Distributed vector spaces and matrix storage formats
PETSc vectors are distributed across the communicator with each process owning a contiguous block of rows. The most common case is for all the parts to be the same size, but that is not necessary. Any partition of the $N$ entries into $P$ contiguous parts (some possibly empty) with the parts labeled sequentially is valid. The Mat class represents a linear transformation between two finite dimensional vector spaces, $A: X \to Y$. The spaces $X$ and $Y$ may be different (even different sizes), though Krylov methods and most linear solvers require that $X = Y$. There are routines for looking at the ownership range of the current process:
The storage format used by PETSc MPI*AIJ matrices distributes the entries according to ownership of the range space $Y$. In this model, there are generally some entries of the domain $X$ that affect the owned part of $Y$. To be precise, let $X_i \subset X$ be the part of the domain space $X$ that is owned by process (MPI rank) $i$ and similarly for $Y_i \subset Y$. The "diagonal block" of the matrix owned by rank $i$ is exactly the effect of $X_i$ on $Y_i$. When performing multiplication, the part of a vector in $X_i$ is available locally without any communication. The "off-diagonal block" represents the effect of $X \setminus X_i$ on $Y_i$, which cannot be applied without communicating entries. The operation $y \gets A x$ is computed as
- Start communicating off-process entries of $x$ to $x_i^{\text{off}}$.

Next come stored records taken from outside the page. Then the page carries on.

//! Authentication handlers.

use actix_web::{HttpResponse, web};

use quill_core::domain::User;
use quill_core::ports::{BaseRepository, PasswordService, TokenService, UserRepository};
use quill_shared::dto::{AuthResponse, UserSummary};

use crate::middleware::{AppError, AppResult, Validated};
use crate::state::AppState;
use crate::validators::{AuthLogin, AuthRegister};

fn invalid_credentials() -> AppError {
    AppError::Unauthorized("Invalid email or password".to_string())
}

fn issue(state: &AppState, user: &User, message: &str) -> AppResult<AuthResponse> {
    let token = state
        .tokens
        .generate_token(user.id, &user.email, &user.username)?;

    Ok(AuthResponse {
        message: message.to_string(),
        token,
        user: UserSummary::from(user),
    })
}

/// POST /api/auth/register
pub async fn register(
    state: web::Data<AppState>,
    input: Validated<AuthRegister>,
) -> AppResult<HttpResponse> {
    let req = input.body;
    let email = req.email.to_lowercase();

    if let Some(existing) = state
        .users
        .find_by_email_or_username(&email, &req.username)
        .await?
    {
        let message = if existing.email == email {
            "Email already registered"
        } else {
            "Username already taken"
        };
        return Err(AppError::Conflict(message.to_string()));
    }

    let password_hash = state.passwords.hash(&req.password)?;

    let user = User::new(
        req.username,
        email,
        password_hash,
        req.first_name,
        req.last_name,
    );
    let saved = state.users.create(user).await?;
    tracing::info!(user_id = %saved.id, "User registered");

    Ok(HttpResponse::Created().json(issue(&state, &saved, "User registered successfully")?))
}

/// POST /api/auth/login
///
/// Unknown emails and wrong passwords produce the same response.
pub async fn login(
    state: web::Data<AppState>,
    input: Validated<AuthLogin>,
) -> AppResult<HttpResponse> {
    let req = input.body;

    let Some(user) = state.users.find_by_email(&req.email.to_lowercase()).await? else {
        state.passwords.verify_unknown(&req.password);
        return Err(invalid_credentials());
    };

    if !state.passwords.verify(&req.password, &user.password_hash)? {
        return Err(invalid_credentials());
    }

    Ok(HttpResponse::Ok().json(issue(&state, &user, "Login successful")?))
}
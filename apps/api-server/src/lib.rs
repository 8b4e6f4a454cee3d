//! # Quill API Server
//!
//! REST backend for the Quill blog: posts with embedded comments,
//! categories, and account registration/login.

pub mod config;
pub mod handlers;
pub mod middleware;
pub mod observability;
pub mod state;
pub mod telemetry;
pub mod validators;

use actix_cors::Cors;
use actix_web::http::{Method, header};

/// CORS policy for the configured frontend origin.
pub fn cors(allowed_origin: Option<&str>) -> Cors {
    let cors = match allowed_origin {
        Some(origin) => Cors::default().allowed_origin(origin).supports_credentials(),
        None => Cors::default().allow_any_origin(),
    };

    cors.allowed_methods([Method::GET, Method::POST, Method::PUT, Method::DELETE])
        .allowed_headers([header::CONTENT_TYPE, header::AUTHORIZATION, header::ACCEPT])
        .max_age(3600)
}
//! Application state - shared across all handlers.

use std::sync::Arc;

use quill_core::ports::{
    CategoryRepository, PasswordService, PostRepository, TokenService, UserRepository,
};
use quill_infra::{
    Argon2PasswordService, InMemoryCategoryRepository, InMemoryPostRepository,
    InMemoryUserRepository, JwtConfig, JwtTokenService,
};

use crate::config::AppConfig;

/// Shared application state.
#[derive(Clone)]
pub struct AppState {
    pub posts: Arc<dyn PostRepository>,
    pub categories: Arc<dyn CategoryRepository>,
    pub users: Arc<dyn UserRepository>,
    pub tokens: Arc<dyn TokenService>,
    pub passwords: Arc<dyn PasswordService>,
}

impl AppState {
    /// Build the application state with appropriate implementations.
    pub async fn new(config: &AppConfig) -> Self {
        #[cfg(feature = "postgres")]
        let state = {
            if let Some(db_config) = &config.database {
                match quill_infra::database::connect(db_config).await {
                    Ok(conn) => Self::postgres(conn, &config.jwt),
                    Err(e) => {
                        tracing::error!(
                            "Failed to connect to database: {}. Using in-memory fallback.",
                            e
                        );
                        Self::in_memory(&config.jwt)
                    }
                }
            } else {
                tracing::warn!("DATABASE_URL not set. Running without database (in-memory mode).");
                Self::in_memory(&config.jwt)
            }
        };

        #[cfg(not(feature = "postgres"))]
        let state = {
            tracing::info!("Running without postgres feature - using in-memory repositories");
            Self::in_memory(&config.jwt)
        };

        tracing::info!("Application state initialized");
        state
    }

    /// State backed by the in-memory document store.
    pub fn in_memory(jwt: &JwtConfig) -> Self {
        Self {
            posts: Arc::new(InMemoryPostRepository::new()),
            categories: Arc::new(InMemoryCategoryRepository::new()),
            users: Arc::new(InMemoryUserRepository::new()),
            tokens: Arc::new(JwtTokenService::new(jwt)),
            passwords: Arc::new(Argon2PasswordService::new()),
        }
    }

    #[cfg(feature = "postgres")]
    fn postgres(conn: quill_infra::database::DbConn, jwt: &JwtConfig) -> Self {
        use quill_infra::{
            PostgresCategoryRepository, PostgresPostRepository, PostgresUserRepository,
        };

        Self {
            posts: Arc::new(PostgresPostRepository::new(conn.clone())),
            categories: Arc::new(PostgresCategoryRepository::new(conn.clone())),
            users: Arc::new(PostgresUserRepository::new(conn)),
            tokens: Arc::new(JwtTokenService::new(jwt)),
            passwords: Arc::new(Argon2PasswordService::new()),
        }
    }
}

- Apply the diagonal block of the matrix $y_i \gets A_i^{\text{diag}} x_i$.
- Finish communicating off-process entries.
- Add the action of the off-diagonal block $y_i \gets y_i + A_i^{\text{off}} x_i^{\text{off}}$
Geometrically, the off-diagonal part corresponds to the influence of the "ghost points" on the subdomain.
Preallocation
Since the diagonal part $A_i^{\text{diag}}$ is stored separately from $A_i^{\text{off}}$, we need separate preallocation information to avoid dynamic data structures. This can be done by providing one parameter indicating the maximum number of nonzeros in any row (*_nz) or by providing an array indicating the number of nonzeros in each row (*_nnz). Note that rows corresponding to "interior" points will generally have no nonzero entries in the off-diagonal part.
As for ex2.c, there are indeed never more than 5 nonzeros per row of the matrix, of which at least one (the diagonal entry) must fall in the diagonal block. Therefore it would have been safe to pass o_nz=4. Note that this extreme case o_nz=4 is only realized by this example for a single-point subdomain.